The bank has also slashed its dividend by 64 per cent to preserve capital.

“Our result for the half-year ending March 31 has been materially impacted by the COVID-19 pandemic, with cash earnings (ex large notable items) declining 24.6 per cent relative to the first half of 2019,” the letter said.

“We entered this crisis in a robust position, with our capital significantly strengthened over recent years.

“Our regulators have provided guidance on dividends and capital to manage the overall stability of the financial system, and we have also had to make hard decisions on these matters with a long-term view.

“In light of the uncertain economic outlook due to the COVID-19 pandemic, we are taking proactive steps to build capital via an equity raising and a reduction in the interim dividend.

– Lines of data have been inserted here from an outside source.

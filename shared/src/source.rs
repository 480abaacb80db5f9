use std::sync::Arc;

use crate::{ChildEventListener, ValueEventListener};

/// A remote ordered collection that can be observed.
///
/// Implementations own the protocol. For one registered listener they must
/// deliver events in order and never concurrently. A source may replay its
/// current children synchronously from inside `add_child_event_listener`.
///
/// Listeners are identified by `Arc` pointer identity, see
/// [`crate::same_listener`].
pub trait OrderedSource<S>: Send + Sync {
    fn add_child_event_listener(&self, listener: Arc<dyn ChildEventListener<S>>);

    fn remove_child_event_listener(&self, listener: &Arc<dyn ChildEventListener<S>>);

    fn add_value_event_listener(&self, listener: Arc<dyn ValueEventListener>);

    fn remove_value_event_listener(&self, listener: &Arc<dyn ValueEventListener>);
}
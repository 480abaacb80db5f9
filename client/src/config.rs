/// Contains settings for a [`crate::SyncArray`]
#[derive(Clone, Debug, PartialEq, Eq)]
pub struct SyncArrayConfig {
    /// Whether change listeners are notified as events are applied. Turning
    /// this off lets an owner rebuild the list in bulk and announce the
    /// result once; the list itself is still mutated.
    pub notify_listeners: bool,
    /// Capacity reserved for the mirrored list up front
    pub capacity_hint: usize,
}

impl SyncArrayConfig {
    pub fn with_notify_listeners(mut self, notify_listeners: bool) -> Self {
        self.notify_listeners = notify_listeners;
        self
    }

    pub fn with_capacity_hint(mut self, capacity_hint: usize) -> Self {
        self.capacity_hint = capacity_hint;
        self
    }
}

impl Default for SyncArrayConfig {
    fn default() -> Self {
        Self {
            notify_listeners: true,
            capacity_hint: 0,
        }
    }
}
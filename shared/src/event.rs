//! Event definitions flowing through the sync engine.
//!
//! Three families:
//! * [`ChildEvent`] – structural events delivered by the remote source, one
//!   per inserted/updated/removed/reordered child.
//! * [`ValueEvent`] – whole-collection events: consistency checkpoints and
//!   the terminal cancellation.
//! * [`ChangeEvent`] – what the engine publishes after applying a
//!   [`ChildEvent`], expressed purely as list indices.

use crate::{RemoteError, Snapshot};

/// Structural event for one child of the remote collection.
#[derive(Clone, Debug, PartialEq, Eq)]
pub enum ChildEvent<S> {
    /// `previous_key` is the key of the new predecessor, `None` for the head.
    Added {
        snapshot: S,
        previous_key: Option<String>,
    },
    Changed {
        snapshot: S,
    },
    Removed {
        snapshot: S,
    },
    /// `previous_key` is resolved after the child left its old position.
    Moved {
        snapshot: S,
        previous_key: Option<String>,
    },
}

impl<S: Snapshot> ChildEvent<S> {
    pub fn added(snapshot: S, previous_key: Option<&str>) -> Self {
        Self::Added {
            snapshot,
            previous_key: previous_key.map(str::to_string),
        }
    }

    pub fn changed(snapshot: S) -> Self {
        Self::Changed { snapshot }
    }

    pub fn removed(snapshot: S) -> Self {
        Self::Removed { snapshot }
    }

    pub fn moved(snapshot: S, previous_key: Option<&str>) -> Self {
        Self::Moved {
            snapshot,
            previous_key: previous_key.map(str::to_string),
        }
    }

    pub fn snapshot(&self) -> &S {
        match self {
            Self::Added { snapshot, .. }
            | Self::Changed { snapshot }
            | Self::Removed { snapshot }
            | Self::Moved { snapshot, .. } => snapshot,
        }
    }

    pub fn key(&self) -> &str {
        self.snapshot().key()
    }

    pub fn kind(&self) -> ChangeKind {
        match self {
            Self::Added { .. } => ChangeKind::Added,
            Self::Changed { .. } => ChangeKind::Changed,
            Self::Removed { .. } => ChangeKind::Removed,
            Self::Moved { .. } => ChangeKind::Moved,
        }
    }
}

/// Whole-collection event.
#[derive(Clone, Debug, PartialEq, Eq)]
pub enum ValueEvent {
    /// Everything delivered so far is a consistent view of the remote side.
    DataChange,
    /// The subscription is over; no further events follow.
    Cancelled(RemoteError),
}

/// Tag shared by [`ChildEvent`] and [`ChangeEvent`].
#[derive(Copy, Clone, Debug, Eq, PartialEq, Hash)]
pub enum ChangeKind {
    Added,
    Changed,
    Removed,
    Moved,
}

/// Normalized change published to listeners.
#[derive(Copy, Clone, Debug, Eq, PartialEq, Hash)]
pub enum ChangeEvent {
    Added { index: usize },
    Changed { index: usize },
    Removed { index: usize },
    Moved { index: usize, old_index: usize },
}

impl ChangeEvent {
    pub fn kind(&self) -> ChangeKind {
        match self {
            Self::Added { .. } => ChangeKind::Added,
            Self::Changed { .. } => ChangeKind::Changed,
            Self::Removed { .. } => ChangeKind::Removed,
            Self::Moved { .. } => ChangeKind::Moved,
        }
    }

    /// Index the change applies to (the new index for a move).
    pub fn index(&self) -> usize {
        match self {
            Self::Added { index }
            | Self::Changed { index }
            | Self::Removed { index }
            | Self::Moved { index, .. } => *index,
        }
    }

    pub fn old_index(&self) -> Option<usize> {
        match self {
            Self::Moved { old_index, .. } => Some(*old_index),
            _ => None,
        }
    }
}

/// Registration change reported to subscription listeners.
#[derive(Copy, Clone, Debug, Eq, PartialEq, Hash)]
pub enum SubscriptionEvent {
    ListenerAdded,
    ListenerRemoved,
}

“These actions are intended to provide NAB with sufficient capacity to continue supporting our customers through the challenging times ahead, as well as increasing NAB’s capital level to assist to manage through a range of possible scenarios, including a prolonged and severe economic downturn.”

In its investor presentation, NAB said the duration and magnitude of impact from COVID-19 was “highly uncertain” and would depend on the timing and phasing of the recovery and the effectiveness of Government support.

It expects unemployment to rise sharply to 11.7 per cent by June and progressively reduce in 2021.

It said cutting the dividend was a “difficult decision which reflects a balance between returning capital to our shareholders and retaining a strong balance sheet in this environment”.

It forecast the Australian economy would not return to its pre-COVID 19 levels until 2022.

The offer is expected to increase the bank’s Common Equity Tier 1 Capital (CET1) ratio to 11.2 per cent from 10.39 per cent.

The institutional placement will be $14.15 compared with the closing price on Friday of $15.76.

About $12 billion has now been raised by ASX-listed companies to deal with the COVID-19 crisis. Charter Hall Retail REIT today announced would raise $275 million while Domain has increased its debt by $80 million.